There are certain words we use that are so vauge as to be all but meaningless. This is particularly true when it comes to religion/spirituality/the occult. It creates a certain trap for our thinking. We hear about "black magic" or "white magic" and really every other color too. The danger is that it creates a backwards sort of thinking where we start from the words and then try to put together their meaning.

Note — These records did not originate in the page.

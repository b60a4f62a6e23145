//! Pull request data sources
//!
//! Provides:
//! - GitHub REST API source
//! - Local git repository source

mod git;
mod github;

pub use git::*;
pub use github::*;

use std::collections::BTreeSet;
use std::future::Future;

use crate::error::Result;

/// Read-only access to the pull request under review
pub trait PullRequestSource {
    /// Added plus deleted lines across the whole diff
    fn lines_of_code(&self) -> impl Future<Output = Result<u64>>;

    fn changed_files(&self) -> impl Future<Output = Result<ChangedFiles>>;

    /// PR body, `None` when the PR has no description at all
    fn description(&self) -> impl Future<Output = Result<Option<String>>>;
}

/// Paths touched by a pull request, as they appear in the repository
#[derive(Debug, Clone, Default, PartialEq, Eq)]
pub struct ChangedFiles {
    pub created: Vec<String>,
    pub modified: Vec<String>,
    pub deleted: Vec<String>,
}

impl ChangedFiles {
    /// Created, modified and deleted paths together
    pub fn union(&self) -> BTreeSet<&str> {
        self.created
            .iter()
            .chain(&self.modified)
            .chain(&self.deleted)
            .map(String::as_str)
            .collect()
    }

    pub fn total(&self) -> usize {
        self.created.len() + self.modified.len() + self.deleted.len()
    }
}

Let's try to break this down by first showing how words are normally used in science to explain things. Take this diagram that is relevant to my current biology class:
Here we are introduced to new words. In my text, the Pistil is called the Carpel but this makes little difference. The point at first is these are names clearly applied to objects you can point to. By naming them, you also build an abstraction. The stamen is the portion of the flower that carries pollen. The carpel/pistil receives the pollen at the stigma. We are told that the majority of flowers have all these parts and we can then go observe from tulips to sunflowers to marigolds. The word has helped us build an abstraction which we can now apply.
Now compare this process with a word like "soul". Often a religious inquiry will begin with something of this sourt: "What is the soul?". If we begin our inquiry without knowing what it is we are even describing, but prejudging that it does exist, then we are liable to fall into all manner of errors. If we point to a portion of a plant, or any object in the world, we may ask: "Why is it here?" "What does this do?" "How might it change?" and other practical questions, but never should there be any doubt what it is we are talking about.
A classic question approached by science was "What is life?" It seemed obvious that there was a fundamental difference between inanimate objects and life. As science marched on, however, this question shrank away until today it seems almost a silly question to have asked. You see, bacteria (prokaryotes) are the smallest organisms we currently consider alive. However, everything that occurs within a bacterium is understood to be a chemical reaction. A virus is not considered alive, since it needs to infect a bacteria to replicate, but this is not a deep distinction. Essentially life is a complex matrix of self-sustaining chemical reactions. There is no extra ingredient, no "life force" necessary.
To drive this point home, consider a simulation of a cell on a computer, consider the game
Life. We find a self sustaining and replicating object, do we call it alive? My answer is, who cares? What is interesting is how it is self-sustaining and self-replicating. Adding a term like "life" to it does not help us understand what it is or what it does.
Likewise with a word like the "soul". When we try to pin down what is meant by the soul, we may associate the soul with notions like consciousness, free will, thought, memory, intuition. It seems obvious to me that these are all ideas unto themselves. Take free will as our example. I do not see any reason to assume that there is "soul" that makes free will possible. In fact, it is not obvious that free will actually exists either. But regardless we may pen in a definiton of free will as something like the ability to cause change in a non-deterministic manner. This is then an idea worth exploring.
My point, I will leave it here for the time, is that magick seems to be this sort of word. We lack a clear definition of what magick is. As we attempt to define it we heap up more and more words, each needing their own definitions, constantly without our fundamental example. We should walk away from this dizzying lexicon and return to what we really know, direct experience. Let us stick to words that have clear meanings.